Moody's Investors Service has enhanced its analysis of highly concentrated structured finance CDOs - largely as a result of the ever-increasing exposure to RMBS in recent deals. As the largest sector of the ABS market, it's not uncommon to see RMBS concentrations to top 50%, of a CDO's collateral, but concentrations have trended upward to 75% and even 85%, according to Moody's.

The so-called Correlated Binomial Methodology builds upon its previous methodology for assessing correlation risk, the Binomial Expansion Technique. Correlated Binomial Methodology models asset correlations explicitly in order to find increasing concentrations of real estate securities, according to Moody's. The methodology uses the rating agency's recently revised asset correlation assumptions for structured finance securities.

"For these more concentrated deals, you'll see more of a difference, but which way it goes, if there is any tendency, I'd say it would be the deals with the lower rated collateral," said Moody's Managing Director Gary Witt. "This methodology tends to be more conservative."

Whereas this method incorporates the correlations among representative assets as a modeling parameter, Moody's had previously treated representative assets within CDOs as being independent of one another. In all, the new metric uses four parameters: the number of representative assets included in the pool; the common default probability of each asset; the common recovery rate of each asset; and the single asset correlation between each pair of assets. The change brings Moody's asset correlation modeling in-line with the same process it began using last November for synthetic structured-finance CDOs.

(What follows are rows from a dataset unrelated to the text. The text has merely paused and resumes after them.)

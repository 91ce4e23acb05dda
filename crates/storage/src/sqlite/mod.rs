use std::sync::Arc;
use std::time::Duration;

use sqlx::{SqlitePool, sqlite::SqlitePoolOptions};
use thiserror::Error;

use crate::repository::{
    ContentStore, InMemoryRepository, ResetTokenRepository, Storage, UserRepository,
};

mod mapping;
mod migrate;
mod user_repo;

#[derive(Clone)]
pub struct SqliteRepository {
    pool: SqlitePool,
}

#[derive(Debug, Error)]
#[non_exhaustive]
pub enum SqliteInitError {
    #[error(transparent)]
    Sqlx(#[from] sqlx::Error),
}

impl SqliteRepository {
    /// Connect to `SQLite` using the given URL.
    ///
    /// # Errors
    ///
    /// Returns `SqliteInitError` if the connection cannot be established or a
    /// connection pragma fails.
    pub async fn connect(database_url: &str) -> Result<Self, SqliteInitError> {
        let pool = SqlitePoolOptions::new()
            .max_connections(5)
            .acquire_timeout(Duration::from_secs(5))
            .after_connect(|conn, _meta| {
                Box::pin(async move {
                    sqlx::query("PRAGMA journal_mode = WAL;")
                        .execute(&mut *conn)
                        .await?;
                    sqlx::query("PRAGMA busy_timeout = 5000;")
                        .execute(&mut *conn)
                        .await?;
                    Ok(())
                })
            })
            .connect(database_url)
            .await?;
        Ok(Self { pool })
    }

    #[must_use]
    pub fn pool(&self) -> &SqlitePool {
        &self.pool
    }

    /// Create tables if they do not exist.
    ///
    /// # Errors
    ///
    /// Returns `SqliteInitError` if migration queries fail.
    pub async fn migrate(&self) -> Result<(), SqliteInitError> {
        migrate::run_migrations(&self.pool).await
    }
}

impl Storage {
    /// Build a `Storage` whose users live in `SQLite`.
    ///
    /// Reset tokens and uploaded content stay in process memory.
    ///
    /// # Errors
    ///
    /// Returns `SqliteInitError` if connection or migrations cannot be
    /// completed.
    pub async fn sqlite(database_url: &str) -> Result<Self, SqliteInitError> {
        let repo = SqliteRepository::connect(database_url).await?;
        repo.migrate().await?;
        let memory = InMemoryRepository::new();
        let users: Arc<dyn UserRepository> = Arc::new(repo);
        let reset_tokens: Arc<dyn ResetTokenRepository> = Arc::new(memory.clone());
        let contents: Arc<dyn ContentStore> = Arc::new(memory);
        Ok(Self {
            users,
            reset_tokens,
            contents,
        })
    }
}
use serde::{Deserialize, Serialize};
use std::fmt;
use std::str::FromStr;

/// Unique identifier for a registered user.
#[derive(Clone, Copy, PartialEq, Eq, Hash, PartialOrd, Ord, Serialize, Deserialize)]
#[serde(transparent)]
pub struct UserId(u64);

impl UserId {
    #[must_use]
    pub fn new(id: u64) -> Self {
        Self(id)
    }

    #[must_use]
    pub fn value(&self) -> u64 {
        self.0
    }
}

impl fmt::Debug for UserId {
    fn fmt(&self, f: &mut fmt::Formatter<'_>) -> fmt::Result {
        write!(f, "UserId({})", self.0)
    }
}

impl fmt::Display for UserId {
    fn fmt(&self, f: &mut fmt::Formatter<'_>) -> fmt::Result {
        write!(f, "{}", self.0)
    }
}

/// Error type for parsing an ID from a string.
#[derive(Debug, Clone, PartialEq, Eq)]
pub struct ParseIdError {
    raw: String,
}

impl fmt::Display for ParseIdError {
    fn fmt(&self, f: &mut fmt::Formatter<'_>) -> fmt::Result {
        write!(f, "failed to parse UserId from {:?}", self.raw)
    }
}

impl std::error::Error for ParseIdError {}

impl FromStr for UserId {
    type Err = ParseIdError;

    fn from_str(s: &str) -> Result<Self, Self::Err> {
        s.trim()
            .parse::<u64>()
            .map(UserId::new)
            .map_err(|_| ParseIdError { raw: s.to_string() })
    }
}

#[cfg(test)]
mod tests {
    use super::*;

    #[test]
    fn user_id_display_and_parse() {
        let id: UserId = "42".parse().unwrap();
        assert_eq!(id, UserId::new(42));
        assert_eq!(id.to_string(), "42");
    }

    #[test]
    fn user_id_rejects_garbage() {
        let err = "abc".parse::<UserId>().unwrap_err();
        assert!(err.to_string().contains("abc"));
    }

    #[test]
    fn user_id_serializes_as_number() {
        let json = serde_json::to_string(&UserId::new(7)).unwrap();
        assert_eq!(json, "7");
    }
}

The CBM approach was developed for structured finance cashflow CDOs, but can be used on synthetic CDOs with complex payment schemes and CDOs with certain collateral types.

Witt pointed out that the model will still only constitute a portion of the rating process.

"We definitely think it is an improvement, but we wouldn't want to overstate it. We're still using the weighted average rating factor as the most important aspect," Witt said, adding that the change is likely to have marginal implications in areas such as required credit enhancement levels, but that even a marginal change could make a difference to investors.